At the bottom of the bag was a small plastic folder which contained several photographs. He quickly flipped through them, occasionally glancing out the window to make sure no one was watching. He feared he looked like a strange man who peered through windows to watch women sleep. Dropping the objects back into the bag and zipping it shut, he decided the best thing to do was to pick up dinner for the family and go home early.

When he walked in the door, he had the plastic bags of food slung over his right arm and the backpack over his left shoulder. He briefly imagined that this is what the women would have done if she hadn’t left behind her bag. His daughter, Nit, came running from the back room where cartoons screeched and honked.

“Papa! What did you bring me?”

“All your favourites, Little Mouse. Snake liver, duck knees, and water buffalo brains!!”

“Papaaaaa!!” She yelled, pouting and giggling the way only a seven year old can do.

That night, as he put her to bed, he showed her the children’s books with the strange animal in a giant red and white hat. Inside one of the books was a lone creature the size of a child who was visiting strange lands of bright colours, balloons, and fantastical vistas.

“Papa, this book is English. Is this what England is like? Or is it America?”

“I don’t know, Little Mouse. Maybe it’s wherever you want it to be.”

Over the next few weeks, both the driver and his daughter spent hours looking at the books, saving the best for last. The photo album. Here were not drawings or make believe. And though they knew they were real, they might as well have been from a cartoon book. They spent hours discussing the possibilities of the secret kingdoms the photos revealed. A family made of clouds stood before a garden, their white hair, white skin, and bright white smiles glowing amid a blue sky. Nit loved the picture of eight teenagers standing on a hill, a setting sun illuminating the women’s long gowns and the armour of the men’s suits. She imagined a land where children become princesses and princes when they turned 16, so much better than just moving onto a bigger school, with uglier uniforms like here. Other pictures showed hills made of cotton with children in astronaut suits sliding on picnic mats. Perhaps they were in space. And next, a military camp or ghost town, brick houses lined up next to each other square and neatly symmetrical. These dynasties must love playing with blocks. But the fact that there were no shops, no motorbikes, no people around—just smoke coming from the tops of the houses saddened the young girl. “Papa, do you think all the people left because the houses were burning?”
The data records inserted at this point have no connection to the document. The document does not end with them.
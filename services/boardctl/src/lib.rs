//! Line-oriented admin console for the price board.

mod commands;
mod console;

pub use commands::{parse_command, Command, ParseError};
pub use console::{login, render_items, run, Console, RuntimeReader};
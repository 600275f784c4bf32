//! Sort allow-list for article listings.
//!
//! Client-facing sort names resolve through a fixed table to physical
//! column expressions; nothing outside the table ever reaches SQL.

use std::fmt::{Display, Formatter};

/// Logical sort keys accepted for article listings.
#[derive(Debug, Clone, Copy, PartialEq, Eq, Default)]
pub enum ArticleSortKey {
    #[default]
    CreatedAt,
    Title,
    Topic,
    Author,
    Votes,
    ArticleId,
    CommentCount,
}

const SORT_KEYS: &[(&str, ArticleSortKey, &str)] = &[
    ("created_at", ArticleSortKey::CreatedAt, "a.created_at"),
    ("title", ArticleSortKey::Title, "a.title"),
    ("topic", ArticleSortKey::Topic, "a.topic"),
    ("author", ArticleSortKey::Author, "a.author"),
    ("votes", ArticleSortKey::Votes, "a.votes"),
    ("article_id", ArticleSortKey::ArticleId, "a.article_id"),
    ("comment_count", ArticleSortKey::CommentCount, "comment_count"),
];

impl ArticleSortKey {
    /// Resolves a client-facing name; unknown names yield `None`.
    pub fn parse(name: &str) -> Option<Self> {
        SORT_KEYS
            .iter()
            .find(|(logical, _, _)| *logical == name)
            .map(|(_, key, _)| *key)
    }

    /// Physical column (or aggregate alias) this key sorts on.
    pub fn column(self) -> &'static str {
        self.entry().2
    }

    pub fn as_str(self) -> &'static str {
        self.entry().0
    }

    fn entry(self) -> &'static (&'static str, ArticleSortKey, &'static str) {
        // Every variant has exactly one row in SORT_KEYS.
        SORT_KEYS
            .iter()
            .find(|(_, key, _)| *key == self)
            .unwrap_or(&SORT_KEYS[0])
    }
}

impl Display for ArticleSortKey {
    fn fmt(&self, f: &mut Formatter<'_>) -> std::fmt::Result {
        f.write_str(self.as_str())
    }
}

/// Listing direction.
#[derive(Debug, Clone, Copy, PartialEq, Eq, Default)]
pub enum SortOrder {
    Asc,
    #[default]
    Desc,
}

impl SortOrder {
    /// Accepts `asc`/`desc` in any letter case.
    pub fn parse(value: &str) -> Option<Self> {
        if value.eq_ignore_ascii_case("asc") {
            Some(Self::Asc)
        } else if value.eq_ignore_ascii_case("desc") {
            Some(Self::Desc)
        } else {
            None
        }
    }

    pub fn as_sql(self) -> &'static str {
        match self {
            Self::Asc => "ASC",
            Self::Desc => "DESC",
        }
    }
}
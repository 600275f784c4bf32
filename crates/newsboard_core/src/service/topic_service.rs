//! Topic use-case service.

use crate::error::ApiResult;
use crate::model::topic::{NewTopic, Topic};
use crate::repo::topic_repo::TopicRepository;
use crate::service::traced;
use serde_json::Value;

/// Topic service facade over repository implementations.
pub struct TopicService<R: TopicRepository> {
    repo: R,
}

impl<R: TopicRepository> TopicService<R> {
    pub fn new(repo: R) -> Self {
        Self { repo }
    }

    /// Lists every topic; an empty board yields an empty list.
    pub fn list_topics(&self) -> ApiResult<Vec<Topic>> {
        traced("topic_list", || Ok(self.repo.list_topics()?))
    }

    /// Creates a topic from a `{slug, description}` payload.
    pub fn create_topic(&self, payload: &Value) -> ApiResult<Topic> {
        traced("topic_create", || {
            let topic = NewTopic::from_payload(payload)?;
            Ok(self.repo.create_topic(&topic)?)
        })
    }
}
Each night, the girl visited dreamscapes of stone temples with coloured glass, where people made shrines above fires in their homes, where giant chickens were sacred birds on feast days, and kitchens sparkled like silver and diamonds. Before she awoke, she waved good-bye to a prince standing on a hill in the fading sunlight.

Perhaps sensing the power of his daughter’s imagination, he had hidden the other books from the teacher’s bag that he recognized as textbooks of English. If Nit learned English, she could become a CEO in New York, an actress in Hollywood, or a doctor in Australia. Though his selfishness shamed him, he could not shake the premonition that if given a chance, she would flee to the lands of castles and giant houses. This home and this life would become too small.

But just as he often encountered more traffic by trying to take a shortcut, this decision could not bend the line drawn by fate.

“Papa!! You’re not going to believe what happened at school!”

“An elephant taught mathematics.”

“No, silly! SHE is my teacher! She has come for me!!”

“Who, Little Mouse?”

“The woman in the photos. She’s here.”

The next day as his daughter raced towards the school, colourful backpack over her shoulder, he waited for a glance and a smile that never came.